▶ **Activity**
The required response is the number of lines in the entries that include the word "remaining", with nothing added.

▶ **Source information**
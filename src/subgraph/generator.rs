//! Randomized depth-first subgraph generation.

use rand::seq::SliceRandom;
use rand::Rng;

use crate::embedding::Embedding;
use crate::error::{GraphError, SubgraphError};
use crate::graph::ConnectivityGraph;

/// Grows connected qubit sets of a fixed size over a [`ConnectivityGraph`].
///
/// # Examples
///
/// ```
/// use rand::{rngs::StdRng, SeedableRng};
/// use u_embed::graph::ConnectivityGraph;
/// use u_embed::subgraph::SubgraphGenerator;
///
/// let graph = ConnectivityGraph::ring(4).unwrap();
/// let generator = SubgraphGenerator::new(&graph, 3).unwrap();
/// let mut rng = StdRng::seed_from_u64(1);
///
/// let sub = generator.from_start(0, &mut rng).unwrap();
/// assert_eq!(sub.len(), 3);
/// assert_eq!(sub.physical(0), Some(0));
/// ```
#[derive(Debug, Clone, Copy)]
pub struct SubgraphGenerator<'g> {
    graph: &'g ConnectivityGraph,
    target_size: usize,
}

impl<'g> SubgraphGenerator<'g> {
    /// Creates a generator for subgraphs of `target_size` qubits.
    pub fn new(graph: &'g ConnectivityGraph, target_size: usize) -> Result<Self, SubgraphError> {
        if target_size == 0 {
            return Err(SubgraphError::ZeroTarget);
        }
        Ok(Self { graph, target_size })
    }

    /// The graph being traversed.
    pub fn graph(&self) -> &'g ConnectivityGraph {
        self.graph
    }

    /// Requested subgraph size.
    pub fn target_size(&self) -> usize {
        self.target_size
    }

    /// Same generator with another target size.
    pub fn with_target_size(self, target_size: usize) -> Result<Self, SubgraphError> {
        Self::new(self.graph, target_size)
    }

    /// Depth-first traversal from `start`, in visitation order.
    ///
    /// Neighbors are expanded in random order. The traversal stops as soon
    /// as `target_size` qubits are visited. If the component containing
    /// `start` is smaller, the result is shorter than requested; that is a
    /// valid outcome, not an error.
    ///
    /// # Errors
    ///
    /// Fails with a graph lookup error if `start` is not in the graph.
    pub fn from_start<R: Rng>(&self, start: u32, rng: &mut R) -> Result<Embedding, SubgraphError> {
        if !self.graph.contains(start) {
            return Err(GraphError::QubitNotFound { qubit: start }.into());
        }

        let mut visited: Vec<u32> = Vec::with_capacity(self.target_size);
        let mut stack = vec![start];
        let mut remaining = self.target_size;

        while remaining > 0 {
            let Some(q) = stack.pop() else { break };
            if visited.contains(&q) {
                continue;
            }
            visited.push(q);
            remaining -= 1;

            let mut next: Vec<u32> = self
                .graph
                .neighbors(q)?
                .iter()
                .copied()
                .filter(|n| !visited.contains(n))
                .collect();
            next.shuffle(rng);
            // Reverse push so the first shuffled neighbor is expanded first.
            stack.extend(next.into_iter().rev());
        }

        Ok(Embedding::from_distinct(visited))
    }

    /// [`from_start`](Self::from_start) from a uniformly random qubit.
    pub fn from_random_start<R: Rng>(&self, rng: &mut R) -> Result<Embedding, SubgraphError> {
        let qubits = self.graph.qubits();
        let start = qubits[rng.random_range(0..qubits.len())];
        self.from_start(start, rng)
    }

    /// Like [`from_start`](Self::from_start) but requires a full-size result.
    ///
    /// # Errors
    ///
    /// [`SubgraphError::ComponentTooSmall`] if the traversal ends early.
    pub fn connected_from_start<R: Rng>(
        &self,
        start: u32,
        rng: &mut R,
    ) -> Result<Embedding, SubgraphError> {
        let sub = self.from_start(start, rng)?;
        if sub.len() < self.target_size {
            return Err(SubgraphError::ComponentTooSmall {
                start,
                target: self.target_size,
                reached: sub.len(),
            });
        }
        Ok(sub)
    }

    /// A full-size connected subgraph from a random start, retrying other
    /// starts until one lies in a large enough component.
    ///
    /// Every qubit is tried at most once, in random order.
    pub fn connected_from_random_start<R: Rng>(
        &self,
        rng: &mut R,
    ) -> Result<Embedding, SubgraphError> {
        let mut starts = self.graph.qubits().to_vec();
        starts.shuffle(rng);
        let attempts = starts.len();

        for start in starts {
            match self.connected_from_start(start, rng) {
                Ok(sub) => return Ok(sub),
                Err(SubgraphError::ComponentTooSmall { .. }) => continue,
                Err(e) => return Err(e),
            }
        }

        Err(SubgraphError::NoConnectedSubgraph {
            target: self.target_size,
            attempts,
        })
    }
}
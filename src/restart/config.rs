//! Random-restart search configuration.

#[cfg(feature = "serde")]
use serde::{Deserialize, Serialize};

use crate::error::ConfigError;

/// Keep probabilities at or below this are treated as zero.
const KEEP_FLOOR: f64 = 1e-9;

/// Configuration for a random-restart search.
///
/// The search scores `samples` random embeddings, then refines the best one
/// with partial shuffles. The keep probability starts at
/// `initial_keep_probability` and drops by `keep_probability_step` before
/// each refinement, so later refinements move more slots. Refinement ends
/// when the keep probability reaches zero.
///
/// # Examples
///
/// ```
/// use u_embed::restart::RestartConfig;
///
/// let config = RestartConfig::default();
/// let schedule = config.keep_schedule();
/// assert_eq!(schedule.len(), 19);
/// assert!((schedule[0] - 0.95).abs() < 1e-12);
/// ```
#[derive(Debug, Clone, PartialEq)]
#[cfg_attr(feature = "serde", derive(Serialize, Deserialize))]
#[cfg_attr(feature = "serde", serde(default))]
pub struct RestartConfig {
    /// Random embeddings to score before refining.
    pub samples: usize,

    /// Keep probability the refinement schedule starts from, in `[0, 1]`.
    pub initial_keep_probability: f64,

    /// Decrease of the keep probability per refinement.
    pub keep_probability_step: f64,

    /// Back-to-back transient evaluation failures tolerated before the
    /// search gives up. `None` means `samples` plus the refinement count.
    pub max_consecutive_failures: Option<usize>,

    /// Random seed for reproducibility. `None` draws from OS entropy.
    pub seed: Option<u64>,
}

impl Default for RestartConfig {
    fn default() -> Self {
        Self {
            samples: 11,
            initial_keep_probability: 1.0,
            keep_probability_step: 0.05,
            max_consecutive_failures: None,
            seed: None,
        }
    }
}

impl RestartConfig {
    pub fn with_samples(mut self, n: usize) -> Self {
        self.samples = n;
        self
    }

    pub fn with_initial_keep_probability(mut self, p: f64) -> Self {
        self.initial_keep_probability = p;
        self
    }

    pub fn with_keep_probability_step(mut self, step: f64) -> Self {
        self.keep_probability_step = step;
        self
    }

    pub fn with_max_consecutive_failures(mut self, n: usize) -> Self {
        self.max_consecutive_failures = Some(n);
        self
    }

    pub fn with_seed(mut self, seed: u64) -> Self {
        self.seed = Some(seed);
        self
    }

    /// Validates the configuration.
    pub fn validate(&self) -> Result<(), ConfigError> {
        if self.samples == 0 {
            return Err(ConfigError::ZeroSamples);
        }
        if !(0.0..=1.0).contains(&self.initial_keep_probability) {
            return Err(ConfigError::InvalidKeepProbability(
                self.initial_keep_probability,
            ));
        }
        if !(self.keep_probability_step.is_finite() && self.keep_probability_step > 0.0) {
            return Err(ConfigError::InvalidKeepStep(self.keep_probability_step));
        }
        if self.max_consecutive_failures == Some(0) {
            return Err(ConfigError::ZeroFailureBudget);
        }
        Ok(())
    }

    /// Keep probabilities of the refinement steps, in order.
    ///
    /// Empty when the step is not a positive finite number.
    pub fn keep_schedule(&self) -> Vec<f64> {
        if !(self.keep_probability_step.is_finite() && self.keep_probability_step > 0.0) {
            return Vec::new();
        }
        (1..)
            .map(|k| self.initial_keep_probability - k as f64 * self.keep_probability_step)
            .take_while(|&p| p > KEEP_FLOOR)
            .collect()
    }

    /// Effective consecutive-failure budget.
    pub fn failure_budget(&self) -> usize {
        self.max_consecutive_failures
            .unwrap_or_else(|| self.samples + self.keep_schedule().len())
    }
}
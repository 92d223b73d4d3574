//! Hardware connectivity model.
//!
//! A [`ConnectivityGraph`] holds the physical qubits of a device, the
//! undirected coupling relation between them, and optional fidelity
//! annotations. It is pure data: built once, validated on construction,
//! and shared read-only by every search that runs against the device.

mod connectivity;
mod fidelity;

pub use connectivity::{ConnectivityGraph, DeviceSpec};
pub use fidelity::Fidelity;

▶ **Response to the task**
3